# TASK DIRECTIONS
The response must contain every line from the records below that has "finished".

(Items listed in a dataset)
▬▬▬

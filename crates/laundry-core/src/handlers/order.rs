//! Order handler for creating orders and moving them through the flow.
//!
//! Status changes are computed by the flow's state machine and persisted
//! through the order store. Every successful change is published on the
//! event bus so notification dispatch can react to it.

use crate::engine::event_bus::EventBus;
use crate::state::{StatusFlowRegistry, TransitionError};
use arc_swap::ArcSwap;
use chrono::Utc;
use laundry_backend::OrderStore;
use laundry_types::{
	truncate_id, LaundryEvent, NewOrder, Order, OrderEvent, OrderQuery, OrderStatus, OrderView,
	StatusUpdate,
};
use std::sync::Arc;
use thiserror::Error;
use tracing::instrument;

/// Errors that can occur while handling orders.
#[derive(Debug, Error)]
pub enum OrderHandlerError {
	#[error("No active operation steps are configured")]
	NoFlow,
	#[error("Transition error: {0}")]
	Transition(#[from] TransitionError),
	#[error("Order not found: {0}")]
	NotFound(String),
	#[error("Backend error: {0}")]
	Backend(String),
}

#[derive(Debug, Clone, Copy, PartialEq, Eq)]
enum Direction {
	Forward,
	Backward,
}

pub struct OrderHandler {
	orders: Arc<dyn OrderStore>,
	registry: Arc<ArcSwap<StatusFlowRegistry>>,
	event_bus: EventBus,
}

impl OrderHandler {
	pub fn new(
		orders: Arc<dyn OrderStore>,
		registry: Arc<ArcSwap<StatusFlowRegistry>>,
		event_bus: EventBus,
	) -> Self {
		Self {
			orders,
			registry,
			event_bus,
		}
	}

	/// Records a new order in the first active step of the flow.
	#[instrument(skip_all, fields(branch_id = %truncate_id(&order.branch_id)))]
	pub async fn create_order(&self, order: NewOrder) -> Result<Order, OrderHandlerError> {
		let initial = self
			.registry
			.load()
			.machine()
			.initial()
			.cloned()
			.ok_or(OrderHandlerError::NoFlow)?;

		let created = self
			.orders
			.create_order(order, initial)
			.await
			.map_err(|e| OrderHandlerError::Backend(e.to_string()))?;

		tracing::info!(
			order_id = %truncate_id(&created.id),
			ticket = %created.ticket_code,
			status = %created.status,
			"Order created"
		);

		self.event_bus
			.publish(LaundryEvent::Order(OrderEvent::Created {
				order: created.clone(),
			}))
			.ok();

		Ok(created)
	}

	/// Moves the order one step forward.
	#[instrument(skip_all, fields(order_id = %truncate_id(order_id)))]
	pub async fn advance(
		&self,
		order_id: &str,
		scope: &OrderQuery,
	) -> Result<Order, OrderHandlerError> {
		self.transition(order_id, scope, Direction::Forward).await
	}

	/// Moves the order one step back.
	#[instrument(skip_all, fields(order_id = %truncate_id(order_id)))]
	pub async fn regress(
		&self,
		order_id: &str,
		scope: &OrderQuery,
	) -> Result<Order, OrderHandlerError> {
		self.transition(order_id, scope, Direction::Backward).await
	}

	/// Orders in scope, newest first, with their position in the current flow.
	pub async fn list(&self, query: &OrderQuery) -> Result<Vec<OrderView>, OrderHandlerError> {
		let orders = self
			.orders
			.list_orders(query)
			.await
			.map_err(|e| OrderHandlerError::Backend(e.to_string()))?;

		let registry = self.registry.load();
		Ok(orders
			.into_iter()
			.map(|order| order_view(&registry, order))
			.collect())
	}

	async fn transition(
		&self,
		order_id: &str,
		scope: &OrderQuery,
		direction: Direction,
	) -> Result<Order, OrderHandlerError> {
		let order = self
			.orders
			.get_order(order_id)
			.await
			.map_err(|e| OrderHandlerError::Backend(e.to_string()))?
			.filter(|order| scope.matches(order))
			.ok_or_else(|| OrderHandlerError::NotFound(order_id.to_string()))?;

		let (target, delivered): (OrderStatus, bool) = {
			let registry = self.registry.load();
			let machine = registry.machine();
			let target = match direction {
				Direction::Forward => machine.advance_target(order.status.as_str())?,
				Direction::Backward => machine.regress_target(order.status.as_str())?,
			};
			(target.clone(), machine.is_terminal(target.as_str()))
		};

		// Only the last step of the flow counts as delivered
		let update = StatusUpdate {
			status: target.clone(),
			delivered_at: delivered.then(Utc::now),
		};

		let updated = self
			.orders
			.update_status(&order.id, update)
			.await
			.map_err(|e| OrderHandlerError::Backend(e.to_string()))?;

		tracing::info!(from = %order.status, to = %target, "Order status changed");

		self.event_bus
			.publish(LaundryEvent::Order(OrderEvent::StatusChanged {
				order_id: updated.id.clone(),
				ticket_code: updated.ticket_code.clone(),
				customer_name: updated.customer.name.clone(),
				from: order.status,
				to: target,
			}))
			.ok();

		Ok(updated)
	}
}

/// Builds the display view of an order against the given flow.
pub fn order_view(registry: &StatusFlowRegistry, order: Order) -> OrderView {
	let machine = registry.machine();
	let status = order.status.as_str();
	OrderView {
		status_label: registry.label(status),
		is_paid: order.is_paid(),
		progress: machine.progress(status),
		can_advance: machine.can_advance(status),
		can_regress: machine.can_regress(status),
		next_status: machine.next(status).cloned(),
		previous_status: machine.previous(status).cloned(),
		order,
	}
}

#[cfg(test)]
mod tests {
	use super::*;
	use laundry_backend::{BackendError, MockOrderStore};
	use laundry_types::{Customer, OperationStep, StepState};
	use rust_decimal::Decimal;

	fn registry() -> Arc<ArcSwap<StatusFlowRegistry>> {
		let steps = ["received", "washing", "ready"]
			.iter()
			.enumerate()
			.map(|(i, key)| OperationStep {
				key: key.to_string(),
				name: key.to_uppercase(),
				color: "blue-500".into(),
				icon: String::new(),
				is_active: true,
				order: i as i32,
			})
			.collect();
		Arc::new(ArcSwap::from_pointee(StatusFlowRegistry::new(steps)))
	}

	fn order(id: &str, branch: &str, status: &str) -> Order {
		Order {
			id: id.into(),
			ticket_code: "C-0001".into(),
			laundry_id: "l-1".into(),
			branch_id: branch.into(),
			customer: Customer {
				name: "Ana".into(),
				phone: "555".into(),
				address: None,
			},
			items: vec![],
			status: OrderStatus::from(status),
			total_amount: Decimal::new(10, 0),
			paid_amount: Decimal::ZERO,
			is_delivery: false,
			delivery_slot: None,
			driver_id: None,
			created_at: Utc::now(),
			updated_at: Utc::now(),
			estimated_ready_at: None,
			delivered_at: None,
			notes: None,
		}
	}

	fn scope(branch: Option<&str>) -> OrderQuery {
		OrderQuery {
			laundry_id: "l-1".into(),
			branch_id: branch.map(String::from),
			status: None,
		}
	}

	fn store_with(existing: Order) -> MockOrderStore {
		let mut store = MockOrderStore::new();
		let found = existing.clone();
		store
			.expect_get_order()
			.returning(move |_| Ok(Some(found.clone())));
		store.expect_update_status().returning(move |_, update| {
			let mut updated = existing.clone();
			updated.status = update.status;
			updated.delivered_at = update.delivered_at;
			Ok(updated)
		});
		store
	}

	#[tokio::test]
	async fn test_advance_publishes_change() {
		let bus = EventBus::new(16);
		let mut events = bus.subscribe();
		let handler = OrderHandler::new(
			Arc::new(store_with(order("o-1", "b-1", "received"))),
			registry(),
			bus,
		);

		let updated = handler.advance("o-1", &scope(None)).await.unwrap();
		assert_eq!(updated.status.as_str(), "washing");

		match events.recv().await.unwrap() {
			LaundryEvent::Order(OrderEvent::StatusChanged { from, to, .. }) => {
				assert_eq!(from.as_str(), "received");
				assert_eq!(to.as_str(), "washing");
			}
			other => panic!("unexpected event {:?}", other),
		}
	}

	#[tokio::test]
	async fn test_reaching_last_step_marks_delivery() {
		let handler = OrderHandler::new(
			Arc::new(store_with(order("o-1", "b-1", "washing"))),
			registry(),
			EventBus::new(16),
		);
		let delivered = handler.advance("o-1", &scope(None)).await.unwrap();
		assert_eq!(delivered.status.as_str(), "ready");
		assert!(delivered.delivered_at.is_some());

		let mut finished = order("o-1", "b-1", "ready");
		finished.delivered_at = Some(Utc::now());
		let handler = OrderHandler::new(Arc::new(store_with(finished)), registry(), EventBus::new(16));
		let reopened = handler.regress("o-1", &scope(None)).await.unwrap();
		assert_eq!(reopened.status.as_str(), "washing");
		assert_eq!(reopened.delivered_at, None);
	}

	#[tokio::test]
	async fn test_regress_from_first_step_fails() {
		let handler = OrderHandler::new(
			Arc::new(store_with(order("o-1", "b-1", "received"))),
			registry(),
			EventBus::new(16),
		);
		let err = handler.regress("o-1", &scope(None)).await.unwrap_err();
		assert!(matches!(
			err,
			OrderHandlerError::Transition(TransitionError::AlreadyInitial(_))
		));
	}

	#[tokio::test]
	async fn test_advance_retired_status_fails() {
		let handler = OrderHandler::new(
			Arc::new(store_with(order("o-1", "b-1", "ironing"))),
			registry(),
			EventBus::new(16),
		);
		let err = handler.advance("o-1", &scope(None)).await.unwrap_err();
		assert!(matches!(
			err,
			OrderHandlerError::Transition(TransitionError::UnknownStatus(_))
		));
	}

	#[tokio::test]
	async fn test_out_of_scope_order_is_not_found() {
		let mut store = MockOrderStore::new();
		store
			.expect_get_order()
			.returning(|_| Ok(Some(order("o-1", "b-2", "received"))));
		store.expect_update_status().never();
		let handler = OrderHandler::new(Arc::new(store), registry(), EventBus::new(16));

		let err = handler.advance("o-1", &scope(Some("b-1"))).await.unwrap_err();
		assert!(matches!(err, OrderHandlerError::NotFound(_)));
	}

	#[tokio::test]
	async fn test_create_uses_initial_status() {
		let mut store = MockOrderStore::new();
		store.expect_create_order().returning(|new, status| {
			let mut created = order("o-9", &new.branch_id, status.as_str());
			created.customer = new.customer;
			Ok(created)
		});
		let handler = OrderHandler::new(Arc::new(store), registry(), EventBus::new(16));

		let created = handler
			.create_order(NewOrder {
				laundry_id: "l-1".into(),
				branch_id: "b-1".into(),
				customer: Customer {
					name: "Luis".into(),
					phone: "555".into(),
					address: None,
				},
				items: vec![],
				total_amount: None,
				paid_amount: Decimal::ZERO,
				is_delivery: false,
				delivery_slot: None,
				estimated_ready_at: None,
				notes: None,
			})
			.await
			.unwrap();
		assert_eq!(created.status.as_str(), "received");
	}

	#[tokio::test]
	async fn test_create_without_flow_fails() {
		let handler = OrderHandler::new(
			Arc::new(MockOrderStore::new()),
			Arc::new(ArcSwap::from_pointee(StatusFlowRegistry::empty())),
			EventBus::new(16),
		);
		let new = NewOrder {
			laundry_id: "l-1".into(),
			branch_id: "b-1".into(),
			customer: Customer {
				name: "Luis".into(),
				phone: "555".into(),
				address: None,
			},
			items: vec![],
			total_amount: None,
			paid_amount: Decimal::ZERO,
			is_delivery: false,
			delivery_slot: None,
			estimated_ready_at: None,
			notes: None,
		};
		assert!(matches!(
			handler.create_order(new).await,
			Err(OrderHandlerError::NoFlow)
		));
	}

	#[tokio::test]
	async fn test_list_builds_views() {
		let mut store = MockOrderStore::new();
		store.expect_list_orders().returning(|_| {
			Ok(vec![
				order("o-1", "b-1", "washing"),
				order("o-2", "b-1", "legacy"),
			])
		});
		store
			.expect_get_order()
			.returning(|_| Err(BackendError::Connection("unused".into())));
		let handler = OrderHandler::new(Arc::new(store), registry(), EventBus::new(16));

		let views = handler.list(&scope(None)).await.unwrap();
		assert_eq!(views[0].status_label, "WASHING");
		assert!(views[0].can_advance && views[0].can_regress);
		assert_eq!(views[0].progress[0].state, StepState::Completed);
		assert_eq!(views[0].next_status.as_ref().map(|s| s.as_str()), Some("ready"));

		assert_eq!(views[1].status_label, "legacy");
		assert!(!views[1].can_advance && !views[1].can_regress);
		assert!(views[1].progress.iter().all(|p| p.state == StepState::Pending));
	}
}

▬▬▬

# COMPLETED EXERCISE
		let mut finished = order("o-1", "b-1", "ready");
		finished.delivered_at = Some(Utc::now());
		let handler = OrderHandler::new(Arc::new(store_with(finished)), registry(), EventBus::new(16));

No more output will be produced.